Schmidt is a likeable character though – his sponsoring of the six-year-old Ndugu from Tanzania stems from genuine empathy, but also conveniently provides the audience with a voiceover that reveals his thoughts as he reads out the letters he either writes to the child or plans to write to him; these are also a kind of therapy.
 
Schmidt's self-deception is pathetic: he tells himself he can dissuade his daughter from marrying her waterbed salesman boyfriend; he mistakes the concern for his welfare by the wife of another Winnebago owner as romantic; he fools himself that two students in the refectory of his alma mater are interested in his conversation, etc.
 
He not only lies to himself but to others – he tells his wife he's helped his successor out at work when the new guy on the contrary seems pretty self-sufficient; he distorts the truth to Ndugu to make himself appear less of a failure; but more successfully, he lies absolutely at his daughter's wedding reception by praising the groom and his vulgar, dysfunctional (but friendly) family and so avoids a potentially messy situation; but on the way back he rehearses a letter to Ndugu in which he calls his son-in-law a 'nincompoop'.
 
It's not easy confronting yourself, but it's even less easy when you mask the truth from yourself by self-deception, and shovel all the blame onto other people.

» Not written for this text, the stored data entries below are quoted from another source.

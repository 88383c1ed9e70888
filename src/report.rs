//! Centralized error and warning aggregation.
//!
//! Task actions never abort a run; they record structured errors and
//! warnings here instead. The collected report is drained and rendered
//! exactly once at the end of every run, so records never carry over
//! between invocations. Appends go through one exclusive lock — records
//! from a parallel batch land in some total order, which is all the
//! report format needs.

use std::fmt::{Display, Formatter};
use std::sync::Mutex;

#[derive(Debug, Clone, Copy, PartialEq, Eq)]
pub enum Severity {
    Error,
    Warning,
}

impl Display for Severity {
    fn fmt(&self, f: &mut Formatter<'_>) -> std::fmt::Result {
        match self {
            Severity::Error => write!(f, "Error"),
            Severity::Warning => write!(f, "Warning"),
        }
    }
}

/// A single diagnostic captured during a task's execution window.
#[derive(Debug, Clone)]
pub struct Record {
    pub severity: Severity,
    /// Originating task or tool name.
    pub source: Box<str>,
    /// Human text, typically a path or a short description.
    pub message: String,
    /// Optional positional or code context, e.g. `[3:10]  let x = 1`.
    pub detail: Option<String>,
}

#[derive(Debug, Default)]
struct Log {
    records: Vec<Record>,
    errors: usize,
    warnings: usize,
}

/// Process-wide aggregator shared by every task in a run.
#[derive(Debug, Default)]
pub struct Reporter {
    log: Mutex<Log>,
}

impl Reporter {
    pub fn new() -> Self {
        Self::default()
    }

    pub fn record(
        &self,
        severity: Severity,
        source: impl Into<Box<str>>,
        message: impl Into<String>,
        detail: Option<String>,
    ) {
        let mut log = self.log.lock().unwrap();
        match severity {
            Severity::Error => log.errors += 1,
            Severity::Warning => log.warnings += 1,
        }
        log.records.push(Record {
            severity,
            source: source.into(),
            message: message.into(),
            detail,
        });
    }

    pub fn error_count(&self) -> usize {
        self.log.lock().unwrap().errors
    }

    pub fn warning_count(&self) -> usize {
        self.log.lock().unwrap().warnings
    }

    /// Warnings alone do not constitute failure.
    pub fn has_failures(&self) -> bool {
        self.error_count() > 0
    }

    /// Return the consolidated report and clear the aggregator.
    pub fn drain(&self) -> BuildReport {
        let log = std::mem::take(&mut *self.log.lock().unwrap());
        BuildReport {
            errors: log.errors,
            warnings: log.warnings,
            records: log.records,
        }
    }
}

/// Consolidated per-invocation report, derived from the aggregator.
#[derive(Debug, Default)]
pub struct BuildReport {
    pub errors: usize,
    pub warnings: usize,
    /// Records in append order.
    pub records: Vec<Record>,
}

impl BuildReport {
    pub fn has_failures(&self) -> bool {
        self.errors > 0
    }

    fn summary(&self) -> String {
        let errors = match self.errors {
            1 => "1 error".to_string(),
            n => format!("{n} errors"),
        };
        let warnings = match self.warnings {
            1 => "1 warning".to_string(),
            n => format!("{n} warnings"),
        };
        format!("The project has {errors} & {warnings}")
    }
}

impl Display for BuildReport {
    fn fmt(&self, f: &mut Formatter<'_>) -> std::fmt::Result {
        let summary = self.summary();
        let banner = "=".repeat(summary.len() + 4);

        writeln!(f)?;
        writeln!(f, "{banner}")?;
        writeln!(f)?;
        writeln!(f, "  {summary}  ")?;
        writeln!(f)?;
        writeln!(f, "{banner}")?;
        writeln!(f)?;

        if self.records.is_empty() {
            return Ok(());
        }

        for (i, record) in self.records.iter().enumerate() {
            writeln!(
                f,
                "---[ {} {} ]-------------------------",
                record.severity,
                i + 1
            )?;
            writeln!(f, " |  Path : {}", record.message)?;
            if let Some(detail) = &record.detail {
                for line in detail.lines() {
                    writeln!(f, " |  {line}")?;
                }
            }
            writeln!(f)?;
        }

        writeln!(f, "{banner}")?;
        writeln!(f)
    }
}
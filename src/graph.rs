//! The task registry and dependency graph.
//!
//! Tasks are registered once at startup and are immutable afterwards.
//! The graph stores two kinds of edges:
//!
//! * [`DepKind::Requires`] — a hard dependency. Resolving a set of
//!   target tasks pulls every transitive requirement into the run, e.g.
//!   a compile step requires its lint guard, a publish step requires the
//!   build pipeline.
//! * [`DepKind::Orders`] — an ordering-only constraint contributed by
//!   pipeline composition. It sequences two tasks when both are already
//!   part of a run, but never pulls anything in. This is what keeps a
//!   watch-triggered stylesheet rebuild from dragging `clean` and the
//!   rest of the build pipeline along with it.
//!
//! Resolution produces *batches*: sets of tasks whose dependencies are
//! all satisfied and which run concurrently as one scheduling step.
//! Ties inside a batch break by registration order, so the result is
//! deterministic.

use std::collections::{HashMap, HashSet};
use std::sync::Arc;

use petgraph::Direction;
use petgraph::graph::{DiGraph, NodeIndex};
use petgraph::visit::EdgeRef;

use crate::error::RegistryError;
use crate::task::{Action, TaskId, TaskSpec};

#[derive(Debug, Clone, Copy, PartialEq, Eq)]
pub(crate) enum DepKind {
    Requires,
    Orders,
}

pub(crate) struct TaskNode {
    pub name: Box<str>,
    pub action: Arc<dyn Action>,
    pub group: Option<Box<str>>,
    pub guards: Option<Box<str>>,
    pub requires: Option<Box<str>>,
}

pub struct Registry {
    graph: DiGraph<TaskNode, DepKind>,
    names: HashMap<Box<str>, TaskId>,
}

impl Default for Registry {
    fn default() -> Self {
        Self::new()
    }
}

impl Registry {
    pub fn new() -> Self {
        Self {
            graph: DiGraph::new(),
            names: HashMap::new(),
        }
    }

    pub fn register(&mut self, spec: TaskSpec) -> Result<TaskId, RegistryError> {
        if self.names.contains_key(&spec.name) {
            return Err(RegistryError::DuplicateName(spec.name));
        }
        for dep in &spec.deps {
            self.validate(*dep)?;
        }

        let name = spec.name.clone();
        let index = self.graph.add_node(TaskNode {
            name: spec.name,
            action: spec.action,
            group: spec.group,
            guards: spec.guards,
            requires: spec.requires,
        });

        // Edges point from a dependency to its dependent. A fresh node
        // only ever receives incoming edges from existing nodes, so this
        // cannot introduce a cycle.
        for dep in &spec.deps {
            self.graph.add_edge(dep.0, index, DepKind::Requires);
        }

        let id = TaskId(index);
        self.names.insert(name, id);
        Ok(id)
    }

    /// Declare after the fact that `task` requires `dep`, used to wire
    /// pipelines over already-registered tasks.
    pub fn add_dependency(&mut self, task: TaskId, dep: TaskId) -> Result<(), RegistryError> {
        self.add_edge(dep, task, DepKind::Requires)
    }

    /// Constrain `then` to run after `first` whenever both are part of
    /// the same run, without pulling `first` into runs that target
    /// `then`.
    pub fn add_order(&mut self, first: TaskId, then: TaskId) -> Result<(), RegistryError> {
        self.add_edge(first, then, DepKind::Orders)
    }

    fn add_edge(&mut self, from: TaskId, to: TaskId, kind: DepKind) -> Result<(), RegistryError> {
        self.validate(from)?;
        self.validate(to)?;

        let edge = self.graph.add_edge(from.0, to.0, kind);
        if petgraph::algo::is_cyclic_directed(&self.graph) {
            self.graph.remove_edge(edge);
            return Err(RegistryError::Cycle(self.graph[to.0].name.clone()));
        }
        Ok(())
    }

    pub fn lookup(&self, name: &str) -> Option<TaskId> {
        self.names.get(name).copied()
    }

    pub fn name(&self, id: TaskId) -> &str {
        &self.graph[id.0].name
    }

    pub fn len(&self) -> usize {
        self.graph.node_count()
    }

    pub fn is_empty(&self) -> bool {
        self.graph.node_count() == 0
    }

    pub(crate) fn node(&self, id: TaskId) -> &TaskNode {
        &self.graph[id.0]
    }

    fn validate(&self, id: TaskId) -> Result<(), RegistryError> {
        if id.0.index() >= self.graph.node_count() {
            return Err(RegistryError::UnknownTask(
                format!("#{}", id.0.index()).into(),
            ));
        }
        Ok(())
    }

    /// Resolve `targets` into an ordered sequence of batches.
    ///
    /// The run set is the transitive closure of the targets over
    /// `Requires` edges. Within that set, both edge kinds constrain the
    /// leveling, and every member of a named parallel group is raised
    /// into a single batch.
    pub fn resolve_order(&self, targets: &[TaskId]) -> Result<Vec<Vec<TaskId>>, RegistryError> {
        for target in targets {
            self.validate(*target)?;
        }

        // Transitive requirements of the targets.
        let mut closure = HashSet::new();
        let mut stack: Vec<NodeIndex> = targets.iter().map(|id| id.0).collect();
        while let Some(node) = stack.pop() {
            if !closure.insert(node) {
                continue;
            }
            for edge in self.graph.edges_directed(node, Direction::Incoming) {
                if *edge.weight() == DepKind::Requires {
                    stack.push(edge.source());
                }
            }
        }

        let mut groups: HashMap<&str, Vec<NodeIndex>> = HashMap::new();
        for &node in &closure {
            if let Some(group) = &self.graph[node].group {
                groups.entry(&**group).or_default().push(node);
            }
        }

        // A group member depending on a sibling can never share a batch
        // with it.
        for (group, members) in &groups {
            let set: HashSet<_> = members.iter().copied().collect();
            for &member in members {
                if self
                    .ancestors_within(member, &closure)
                    .iter()
                    .any(|a| *a != member && set.contains(a))
                {
                    return Err(RegistryError::GroupCycle((*group).into()));
                }
            }
        }

        let mut order: Vec<NodeIndex> = closure.iter().copied().collect();
        order.sort_by_key(|n| n.index());

        // Longest-path leveling, iterated because raising a group member
        // can invalidate the levels of its dependents. Levels only ever
        // grow; failure to settle means two groups are entangled through
        // their dependencies.
        let mut level: HashMap<NodeIndex, usize> = order.iter().map(|&n| (n, 0)).collect();
        let cap = order.len() + groups.len() + 2;
        let mut entangled = None;
        let mut passes = 0usize;

        loop {
            let mut changed = false;

            for &node in &order {
                let wanted = self
                    .graph
                    .edges_directed(node, Direction::Incoming)
                    .filter(|edge| closure.contains(&edge.source()))
                    .map(|edge| level[&edge.source()] + 1)
                    .max()
                    .unwrap_or(0);
                if wanted > level[&node] {
                    level.insert(node, wanted);
                    changed = true;
                }
            }

            for (group, members) in &groups {
                let target = members.iter().map(|m| level[m]).max().unwrap_or(0);
                for member in members {
                    if level[member] < target {
                        level.insert(*member, target);
                        changed = true;
                        entangled = Some(*group);
                    }
                }
            }

            if !changed {
                break;
            }
            passes += 1;
            if passes > cap {
                let group = entangled.unwrap_or_default();
                return Err(RegistryError::GroupCycle(group.into()));
            }
        }

        let depth = order.iter().map(|n| level[n]).max().map_or(0, |d| d + 1);
        let mut batches = vec![Vec::new(); depth];
        for &node in &order {
            batches[level[&node]].push(TaskId(node));
        }

        Ok(batches.into_iter().filter(|b| !b.is_empty()).collect())
    }

    fn ancestors_within(&self, node: NodeIndex, closure: &HashSet<NodeIndex>) -> Vec<NodeIndex> {
        let mut seen = HashSet::new();
        let mut stack = vec![node];
        while let Some(current) = stack.pop() {
            if !seen.insert(current) {
                continue;
            }
            for edge in self.graph.edges_directed(current, Direction::Incoming) {
                if closure.contains(&edge.source()) {
                    stack.push(edge.source());
                }
            }
        }
        seen.remove(&node);
        seen.into_iter().collect()
    }
}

Anyway, he has no self respect, so how can he climb out of the hole he's dug for himself? And all this time he's been writing (or thinking about writing) about his problems to a six-year-old therapist who can't even read or write. It's hardly surprising that – helpless, friendless – he breaks down crying at the end.
 
But we still feel sorry for him, and we identify with his problems. That must say a hell of a lot both about Payne's direction and Nicholson's acting.